Il campionato di serie D 2021-2022 potrebbe entrare nella storia come uno dei più corposi degli ultimi anni. Un’ipotesi di cui vi avevamo parlato già dallo scorso 23 luglio (CLICCA QUI) e che piano piano sta sempre più prendendo corpo.
Uno dei motivi è il passaggio del format del campionato (ma solo per quest’anno) da 162 a 166 squadre; l’iscrizione in sovrannumero del Gozzano, che ha portato di conseguenza al quinto ripescaggio (quello del Brindisi), ha già portato il numero a 168 squadre. Ad oggi, quindi, ci sarebbero tre gironi da 20 e sei gironi da 18 squadre.

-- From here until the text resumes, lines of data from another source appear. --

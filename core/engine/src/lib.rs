//! Boa evaluation host with a remote debugger bridge.
//!
//! `boa_eval` embeds the [Boa](https://github.com/boa-dev/boa) JavaScript engine
//! behind a thread-safe handle and offers two things on top of it:
//!
//! - synchronous evaluation of scripts and global function calls, with values
//!   going in and out as JSON text ([`Engine::eval`], [`Engine::call`]);
//! - a debugger server ([`debugger::DebugServer`]) that accepts one TCP client
//!   and relays raw debug-protocol bytes between that client and the engine.
//!
//! # Example
//!
//! ```rust,no_run
//! use std::sync::Arc;
//!
//! use boa_eval::{Runtime, RuntimeOptions, debugger::DebugServer};
//!
//! # fn main() -> boa_eval::Result<()> {
//! let runtime = Runtime::new(RuntimeOptions::default());
//! let engine = Arc::new(runtime.create_engine()?);
//!
//! let mut server = DebugServer::new(engine.clone());
//! let port = server.start(0)?;
//! println!("debugger listening on 127.0.0.1:{port}");
//!
//! assert_eq!(engine.eval("[1, 2].map(x => x * 2)")?, "[2,4]");
//!
//! server.stop();
//! # Ok(())
//! # }
//! ```

pub mod debugger;
pub mod engine;
pub mod error;
pub mod runtime;

pub use engine::Engine;
pub use error::{Error, Result};
pub use runtime::{Runtime, RuntimeOptions};
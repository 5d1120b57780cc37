//! Engine-side debug protocol.
//!
//! Clients speak JSON messages with a request/response/event envelope:
//!
//! ```text
//! {"seq": 1, "type": "request", "command": "evaluate", "arguments": {"expression": "1 + 1"}}
//! {"seq": 1, "type": "response", "request_seq": 1, "command": "evaluate", "success": true, "body": {"result": "2"}}
//! ```
//!
//! Messages may be sent back to back as raw JSON or each preceded by a
//! `Content-Length` header; see [`framing`]. The debugger server never looks
//! inside these messages, so framing is handled entirely here.

pub mod framing;
pub mod messages;
pub mod processor;

pub use framing::{DecodeError, Frame, Framing, MessageDecoder};
pub use processor::Processor;

use serde::{Deserialize, Serialize};

/// Debug protocol message
#[derive(Debug, Clone, PartialEq, Serialize, Deserialize)]
#[serde(tag = "type")]
pub enum ProtocolMessage {
    /// A command sent by the client.
    #[serde(rename = "request")]
    Request(Request),
    /// The engine's answer to a request.
    #[serde(rename = "response")]
    Response(Response),
    /// A notification not tied to a request.
    #[serde(rename = "event")]
    Event(Event),
}

/// Request message
#[derive(Debug, Clone, PartialEq, Serialize, Deserialize)]
pub struct Request {
    /// Sequence number chosen by the client.
    pub seq: i64,
    /// Command name.
    pub command: String,
    /// Command specific arguments.
    #[serde(skip_serializing_if = "Option::is_none")]
    pub arguments: Option<serde_json::Value>,
}

/// Response message
#[derive(Debug, Clone, PartialEq, Serialize, Deserialize)]
pub struct Response {
    /// Sequence number chosen by the engine.
    pub seq: i64,
    /// Sequence number of the request being answered, 0 if the request could
    /// not be decoded.
    pub request_seq: i64,
    /// Whether the request succeeded.
    pub success: bool,
    /// Command name of the request.
    pub command: String,
    /// Error message when `success` is false.
    #[serde(skip_serializing_if = "Option::is_none")]
    pub message: Option<String>,
    /// Command specific result.
    #[serde(skip_serializing_if = "Option::is_none")]
    pub body: Option<serde_json::Value>,
}

/// Event message
#[derive(Debug, Clone, PartialEq, Serialize, Deserialize)]
pub struct Event {
    /// Sequence number chosen by the sender.
    pub seq: i64,
    /// Event name.
    pub event: String,
    /// Event specific payload.
    #[serde(skip_serializing_if = "Option::is_none")]
    pub body: Option<serde_json::Value>,
}

impl ProtocolMessage {
    /// The message's own sequence number.
    #[must_use]
    pub fn seq(&self) -> i64 {
        match self {
            Self::Request(r) => r.seq,
            Self::Response(r) => r.seq,
            Self::Event(e) => e.seq,
        }
    }

    /// The value of the `type` tag.
    #[must_use]
    pub fn kind(&self) -> &'static str {
        match self {
            Self::Request(_) => "request",
            Self::Response(_) => "response",
            Self::Event(_) => "event",
        }
    }
}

Ma la situazione cambierà. La LND, infatti, è in attesa di capire quante delle cinque richieste ex art.52 comma 10 effettivamente adempiranno. La situazione è un po’ chiara a tutte: Chievo Verona, Casertana, Carpi, Novara e Sambenedettese possono iscriversi in sovrannumero in serie D con una nuova società (Motivo per cui ci vorrà tempo per conoscere i gironi).
Cosa molto probabile a Novara e San Benedetto del Trento. Partito, inoltre, anche il bando a Carpi, mentre c’è da capire se davvero il Chievo ripartirà da Pellissier. Poco si conosce, infine, sulla situazione di Caserta.
Se tutte e 5 dovessero presentare domanda di iscrizione, si arriverebbe a 173 società, cosa che porterebbe al ripescaggio del Cattolica, per arrivare a 174 società. Non un’ipotesi facilissima, ma bastano tre iscrizioni per arrivare a quota 172 e fare cinque gironi a venti squadre: forse questa l’ipotesi più accreditata.